- _WHAT NEEDS TO BE DONE_:
The answer must consist of every line from the data that holds the string "fences".

- _LISTED RECORDS_:

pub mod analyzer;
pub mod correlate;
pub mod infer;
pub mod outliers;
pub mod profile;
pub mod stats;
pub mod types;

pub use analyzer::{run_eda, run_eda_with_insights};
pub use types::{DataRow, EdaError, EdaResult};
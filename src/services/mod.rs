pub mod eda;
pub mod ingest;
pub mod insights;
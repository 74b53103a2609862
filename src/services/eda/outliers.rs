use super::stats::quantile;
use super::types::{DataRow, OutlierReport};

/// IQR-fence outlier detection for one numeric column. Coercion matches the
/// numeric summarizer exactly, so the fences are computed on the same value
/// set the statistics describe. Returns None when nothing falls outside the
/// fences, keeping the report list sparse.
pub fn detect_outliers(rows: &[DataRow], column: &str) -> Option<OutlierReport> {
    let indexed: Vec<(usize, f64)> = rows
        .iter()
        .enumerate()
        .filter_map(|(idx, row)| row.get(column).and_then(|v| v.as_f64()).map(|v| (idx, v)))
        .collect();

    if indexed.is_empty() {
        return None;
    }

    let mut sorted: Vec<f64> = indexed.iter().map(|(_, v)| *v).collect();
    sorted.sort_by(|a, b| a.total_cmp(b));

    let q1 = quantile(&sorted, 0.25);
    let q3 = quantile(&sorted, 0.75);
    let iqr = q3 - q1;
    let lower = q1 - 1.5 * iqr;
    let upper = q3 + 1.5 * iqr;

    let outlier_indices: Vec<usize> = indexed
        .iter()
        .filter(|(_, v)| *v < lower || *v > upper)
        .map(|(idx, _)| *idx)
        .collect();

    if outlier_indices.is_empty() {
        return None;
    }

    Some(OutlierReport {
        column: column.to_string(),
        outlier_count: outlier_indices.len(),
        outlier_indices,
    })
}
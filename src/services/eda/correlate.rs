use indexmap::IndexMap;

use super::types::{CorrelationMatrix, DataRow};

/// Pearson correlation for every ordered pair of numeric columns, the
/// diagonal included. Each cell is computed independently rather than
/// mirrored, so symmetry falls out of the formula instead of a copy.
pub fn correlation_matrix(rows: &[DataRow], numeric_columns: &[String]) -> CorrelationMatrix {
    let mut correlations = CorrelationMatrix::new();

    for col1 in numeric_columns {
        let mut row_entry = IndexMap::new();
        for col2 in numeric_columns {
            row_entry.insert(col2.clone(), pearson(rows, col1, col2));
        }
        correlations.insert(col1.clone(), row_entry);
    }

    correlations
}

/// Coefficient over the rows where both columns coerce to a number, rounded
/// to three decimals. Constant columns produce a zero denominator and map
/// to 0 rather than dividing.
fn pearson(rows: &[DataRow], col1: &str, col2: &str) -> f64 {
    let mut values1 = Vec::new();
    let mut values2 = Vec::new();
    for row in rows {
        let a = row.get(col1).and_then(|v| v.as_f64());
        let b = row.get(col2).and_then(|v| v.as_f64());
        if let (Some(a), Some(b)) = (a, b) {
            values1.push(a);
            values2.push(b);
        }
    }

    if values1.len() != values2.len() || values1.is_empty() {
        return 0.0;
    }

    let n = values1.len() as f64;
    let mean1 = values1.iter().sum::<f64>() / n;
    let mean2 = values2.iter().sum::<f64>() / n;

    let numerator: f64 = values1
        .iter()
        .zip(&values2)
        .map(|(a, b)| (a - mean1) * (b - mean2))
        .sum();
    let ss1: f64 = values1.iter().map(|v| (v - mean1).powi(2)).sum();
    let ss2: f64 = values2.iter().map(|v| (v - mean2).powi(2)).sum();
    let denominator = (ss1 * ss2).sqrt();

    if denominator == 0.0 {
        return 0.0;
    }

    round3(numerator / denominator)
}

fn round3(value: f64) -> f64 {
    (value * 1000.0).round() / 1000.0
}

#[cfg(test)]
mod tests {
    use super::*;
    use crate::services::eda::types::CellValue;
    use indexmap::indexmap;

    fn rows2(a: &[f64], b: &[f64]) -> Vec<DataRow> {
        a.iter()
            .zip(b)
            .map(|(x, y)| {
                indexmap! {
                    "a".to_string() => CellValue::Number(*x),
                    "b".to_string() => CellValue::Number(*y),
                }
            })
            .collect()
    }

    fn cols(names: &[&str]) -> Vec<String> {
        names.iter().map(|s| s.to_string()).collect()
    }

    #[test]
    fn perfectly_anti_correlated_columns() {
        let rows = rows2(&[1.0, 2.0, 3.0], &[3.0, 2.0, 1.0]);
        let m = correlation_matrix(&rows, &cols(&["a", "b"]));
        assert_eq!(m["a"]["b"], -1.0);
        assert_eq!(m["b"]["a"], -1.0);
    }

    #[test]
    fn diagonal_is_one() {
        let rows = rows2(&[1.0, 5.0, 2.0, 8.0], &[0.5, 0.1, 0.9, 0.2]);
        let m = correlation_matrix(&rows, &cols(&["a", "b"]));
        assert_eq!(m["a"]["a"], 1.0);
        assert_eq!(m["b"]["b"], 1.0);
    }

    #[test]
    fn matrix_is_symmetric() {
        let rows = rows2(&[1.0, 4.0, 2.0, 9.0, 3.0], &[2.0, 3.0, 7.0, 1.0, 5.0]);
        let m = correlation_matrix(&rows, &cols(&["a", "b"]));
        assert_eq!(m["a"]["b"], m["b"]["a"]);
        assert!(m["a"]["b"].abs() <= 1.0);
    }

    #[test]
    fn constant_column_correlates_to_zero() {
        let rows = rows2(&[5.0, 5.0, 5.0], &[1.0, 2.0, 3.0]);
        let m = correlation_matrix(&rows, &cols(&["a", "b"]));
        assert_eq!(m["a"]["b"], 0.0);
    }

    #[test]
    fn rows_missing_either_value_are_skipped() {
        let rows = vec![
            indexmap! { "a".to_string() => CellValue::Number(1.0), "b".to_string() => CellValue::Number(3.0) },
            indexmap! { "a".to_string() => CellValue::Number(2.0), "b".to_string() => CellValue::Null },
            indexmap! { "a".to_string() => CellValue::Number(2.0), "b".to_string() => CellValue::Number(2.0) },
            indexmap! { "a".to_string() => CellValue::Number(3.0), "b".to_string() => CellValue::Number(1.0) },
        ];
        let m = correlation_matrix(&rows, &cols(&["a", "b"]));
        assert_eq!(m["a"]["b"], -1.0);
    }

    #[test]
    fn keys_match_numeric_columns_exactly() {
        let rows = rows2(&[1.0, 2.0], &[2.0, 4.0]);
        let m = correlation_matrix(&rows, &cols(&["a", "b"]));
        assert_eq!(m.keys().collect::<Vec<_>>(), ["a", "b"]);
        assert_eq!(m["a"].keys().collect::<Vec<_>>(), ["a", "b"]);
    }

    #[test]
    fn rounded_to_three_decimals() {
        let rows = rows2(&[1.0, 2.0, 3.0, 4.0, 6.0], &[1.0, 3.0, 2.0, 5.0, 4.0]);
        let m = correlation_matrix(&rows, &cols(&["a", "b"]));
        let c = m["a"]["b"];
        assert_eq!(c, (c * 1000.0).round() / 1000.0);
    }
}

- _ANSWER TO THIS PROBLEM_:
/// numeric summarizer exactly, so the fences are computed on the same value
/// fences, keeping the report list sparse.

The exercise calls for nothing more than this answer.